Bruce fell short in finding a system to get the best out of them on a consistent basis; that’s the challenge for the new manager and will likely be the difference between success and failure.


Offline Axl Rose

  • Member
  • Posts: 14213
  • GM : 02.04.2022
Re: Bruce Sacked at last (now official)
« Reply #21400 on: October 05, 2018, 04:43:43 AM »
Chris Kirkland. A non entity of a player. Bruce may have been a good manager for him, when he was a player.

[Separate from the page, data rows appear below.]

//! Non-streaming endpoints against a wiremock server.

use mistral_client::client::{ClientError, Endpoint, MistralClient};
use mistral_client::model::{ChatMessage, FinishReason};
use mistral_client::options::{SecretString, TransportOptions};
use mistral_client::resources::audio::TranscriptionRequest;
use mistral_client::resources::chat::ChatCompletionRequest;
use mistral_client::resources::conversations::{
    ConversationAppendRequest, ConversationEntry, ConversationRequest,
};
use mistral_client::resources::embeddings::EmbeddingRequest;
use serde_json::json;
use wiremock::matchers::{body_partial_json, body_string_contains, header, method, path};
use wiremock::{Mock, MockServer, ResponseTemplate};

fn client(server: &MockServer) -> MistralClient {
    let options = TransportOptions::new(SecretString::from("test-key"))
        .with_base_url(format!("{}/", server.uri()))
        .with_header("x-client-name".to_string(), "tests".to_string());
    MistralClient::new(options).unwrap()
}

fn completion_body() -> serde_json::Value {
    json!({
        "id": "cmpl-abc123",
        "object": "chat.completion",
        "model": "mistral-small-latest",
        "created": 1_700_000_000u64,
        "choices": [{
            "index": 0,
            "message": {
                "role": "assistant",
                "content": "Paris.",
                "tool_calls": null,
                "prefix": false
            },
            "finish_reason": "stop"
        }],
        "usage": {"prompt_tokens": 12, "completion_tokens": 2, "total_tokens": 14}
    })
}

#[tokio::test]
async fn chat_complete_sends_headers_and_parses_response() {
    let server = MockServer::start().await;

    Mock::given(method("POST"))
        .and(path("/v1/chat/completions"))
        .and(header("authorization", "Bearer test-key"))
        .and(header("content-type", "application/json"))
        .and(header("accept", "application/json"))
        .and(header("x-client-name", "tests"))
        .and(body_partial_json(json!({
            "model": "mistral-small-latest",
            "messages": [{"role": "user", "content": "Capital of France?"}]
        })))
        .respond_with(ResponseTemplate::new(200).set_body_json(completion_body()))
        .expect(1)
        .mount(&server)
        .await;

    let messages = vec![ChatMessage::user("Capital of France?")];
    let request = ChatCompletionRequest::new("mistral-small-latest", messages);
    let response = client(&server).chat().complete(request).await.unwrap();

    assert_eq!(response.id, "cmpl-abc123");
    assert_eq!(response.text().as_deref(), Some("Paris."));
    assert_eq!(response.choices[0].finish_reason, Some(FinishReason::Stop));
    assert_eq!(response.usage.prompt_tokens, 12);
}

#[tokio::test]
async fn chat_complete_omits_stream_flag() {
    let server = MockServer::start().await;

    Mock::given(method("POST"))
        .and(path("/v1/chat/completions"))
        .respond_with(ResponseTemplate::new(200).set_body_json(completion_body()))
        .expect(1)
        .mount(&server)
        .await;

    let request = ChatCompletionRequest::new("mistral-small-latest", vec![ChatMessage::user("Hi")]);
    client(&server).chat().complete(request).await.unwrap();

    let received = server.received_requests().await.unwrap();
    let body: serde_json::Value = serde_json::from_slice(&received[0].body).unwrap();
    assert!(body.get("stream").is_none());
}

#[tokio::test]
async fn chat_complete_clears_stream_flag() {
    let server = MockServer::start().await;

    Mock::given(method("POST"))
        .and(path("/v1/chat/completions"))
        .and(header("accept", "application/json"))
        .respond_with(ResponseTemplate::new(200).set_body_json(completion_body()))
        .expect(1)
        .mount(&server)
        .await;

    let mut request =
        ChatCompletionRequest::new("mistral-small-latest", vec![ChatMessage::user("Hi")]);
    request.stream = Some(true);
    let response = client(&server).chat().complete(request).await.unwrap();
    assert_eq!(response.text().as_deref(), Some("Paris."));

    let received = server.received_requests().await.unwrap();
    let body: serde_json::Value = serde_json::from_slice(&received[0].body).unwrap();
    assert!(body.get("stream").is_none());
}

#[tokio::test]
async fn validation_error_is_reported() {
    let server = MockServer::start().await;

    Mock::given(method("POST"))
        .and(path("/v1/chat/completions"))
        .respond_with(ResponseTemplate::new(422).set_body_json(json!({
            "detail": [{"loc": ["body", "model"], "msg": "Field required", "type": "missing"}]
        })))
        .mount(&server)
        .await;

    let request = ChatCompletionRequest::new("", vec![ChatMessage::user("Hi")]);
    let err = client(&server).chat().complete(request).await.unwrap_err();

    match err {
        ClientError::Api { status, message } => {
            assert_eq!(status.as_u16(), 422);
            assert_eq!(message, "body.model: Field required");
        }
        other => panic!("unexpected error: {other:?}"),
    }
}

#[tokio::test]
async fn embeddings_create() {
    let server = MockServer::start().await;

    Mock::given(method("POST"))
        .and(path("/v1/embeddings"))
        .and(body_partial_json(json!({"model": "mistral-embed", "input": ["a", "b"]})))
        .respond_with(ResponseTemplate::new(200).set_body_json(json!({
            "id": "emb-1",
            "object": "list",
            "model": "mistral-embed",
            "usage": {"prompt_tokens": 2, "total_tokens": 2},
            "data": [
                {"object": "embedding", "embedding": [0.1, 0.2], "index": 0},
                {"object": "embedding", "embedding": [0.3, 0.4], "index": 1}
            ]
        })))
        .expect(1)
        .mount(&server)
        .await;

    let texts = vec!["a".to_string(), "b".to_string()];
    let request = EmbeddingRequest::from_texts("mistral-embed", texts).unwrap();
    let response = client(&server).embeddings().complete(request).await.unwrap();

    assert_eq!(response.vectors().len(), 2);
    assert_eq!(response.vectors()[1], &[0.3f32, 0.4][..]);
}

#[tokio::test]
async fn conversation_start_and_append() {
    let server = MockServer::start().await;
    let reply = |text: &str| {
        json!({
            "object": "conversation.response",
            "conversation_id": "conv_7",
            "outputs": [{
                "type": "message.output",
                "role": "assistant",
                "content": text,
                "id": "m1"
            }],
            "usage": {"prompt_tokens": 3, "completion_tokens": 1, "total_tokens": 4}
        })
    };

    Mock::given(method("POST"))
        .and(path("/v1/conversations"))
        .and(body_partial_json(json!({
            "agent_id": "ag_1",
            "inputs": [{"type": "message.input", "role": "user", "content": "Hi"}]
        })))
        .respond_with(ResponseTemplate::new(200).set_body_json(reply("Hello!")))
        .expect(1)
        .mount(&server)
        .await;

    Mock::given(method("POST"))
        .and(path("/v1/conversations/conv_7"))
        .and(body_partial_json(json!({"inputs": "Thanks"})))
        .respond_with(ResponseTemplate::new(200).set_body_json(reply("Anytime.")))
        .expect(1)
        .mount(&server)
        .await;

    let client = client(&server);
    let started = client
        .conversations()
        .complete(ConversationRequest::for_agent("ag_1", vec![ConversationEntry::user("Hi")]))
        .await
        .unwrap();
    assert_eq!(started.text(), "Hello!");

    let appended = client
        .conversations()
        .append(&started.conversation_id, ConversationAppendRequest::new("Thanks"))
        .await
        .unwrap();
    assert_eq!(appended.text(), "Anytime.");
}

#[tokio::test]
async fn transcription_by_url() {
    let server = MockServer::start().await;

    Mock::given(method("POST"))
        .and(path("/v1/audio/transcriptions"))
        .and(body_string_contains("name=\"file_url\""))
        .and(body_string_contains("https://example.com/talk.mp3"))
        .respond_with(ResponseTemplate::new(200).set_body_json(json!({
            "model": "voxtral-mini-latest",
            "text": "Good morning.",
            "language": "en",
            "segments": [{"text": "Good morning.", "start": 0.0, "end": 1.2}],
            "usage": {"prompt_audio_seconds": 1.2}
        })))
        .expect(1)
        .mount(&server)
        .await;

    let request = TranscriptionRequest::new("voxtral-mini-latest")
        .with_file_url("https://example.com/talk.mp3");
    let response = client(&server).audio().transcribe(request).await.unwrap();

    assert_eq!(response.text, "Good morning.");
    assert_eq!(response.segments.len(), 1);
    assert_eq!(response.usage.prompt_audio_seconds, Some(1.2));
}

#[tokio::test]
async fn transcription_without_source_sends_nothing() {
    let server = MockServer::start().await;

    Mock::given(method("POST"))
        .respond_with(ResponseTemplate::new(500))
        .expect(0)
        .mount(&server)
        .await;

    let err = client(&server)
        .audio()
        .transcribe(TranscriptionRequest::new("voxtral-mini-latest"))
        .await
        .unwrap_err();

    assert!(matches!(err, ClientError::Config(_)));
}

He wasn't very good for us from 2016 until the day he was sacked.

Fuck off Kirkland.

Offline Hillbilly

  • Member
  • Posts: 2686
  • Location: Mid-table
Re: Bruce Sacked at last (now official)
« Reply #21401 on: October 05, 2018, 05:21:48 AM »
I think the thing about Bruce being a promotion specialist is very much in the realm of "past performance is not a reliable guide to future returns". I remember reading that coaches in any sport rarely have a sustained period of success. They tend to have a purple patch and if they are exceptional/lucky it lasts up to 10 years. They may then be 'there or thereabouts' (to coin a phrase) but are on the downslope as the world moves on. There are exceptions who might have an indian summer (Ranieri) or access to the resources to cover up the shortfall (Ferguson). But Bruce had his day and it won't return.

Offline Bad English

  • Member
  • Posts: 45481
  • Age: 151
  • Location: Pyrénées Catalanes, France
  • I am Perpignan Villa
  • GM : 29.03.2025
Re: Bruce Sacked at last (now official)
« Reply #21402 on: October 05, 2018, 05:57:23 AM »
John Percy 40 second interview on 5 Live. 'A shapeless mess'.
Totally out of order. I know he looks a bit like a spud but less of the insults Mr Percy!

Offline mr underhill

  • Member
  • Posts: 8493
Re: Bruce Sacked at last (now official)
« Reply #21403 on: October 05, 2018, 07:29:56 AM »
Is there anything more than can be said about Bruce? He's now a footnote in Villa history and has been dissected to death.

Online SamTheMouse

  • Member
  • Posts: 11145
  • Location: The Land of the Fragrant Founders of Human Rights, Fine Wines & Bikinis
  • GM : 03.11.2024
Re: Bruce Sacked at last (now official)
« Reply #21404 on: October 05, 2018, 07:54:37 AM »
Fuck me, I can't believe there are people still saying McLeish or Bruce were unpopular because of the SHA connection.

Surely the point is that we never want anything we do to make the great unwashed happy, so if McLeish had been godlike for them, then poaching him would have made our day.

As it was, he was shit. They knew it, we knew it. That's why we didn't want him. It's all about the shitness.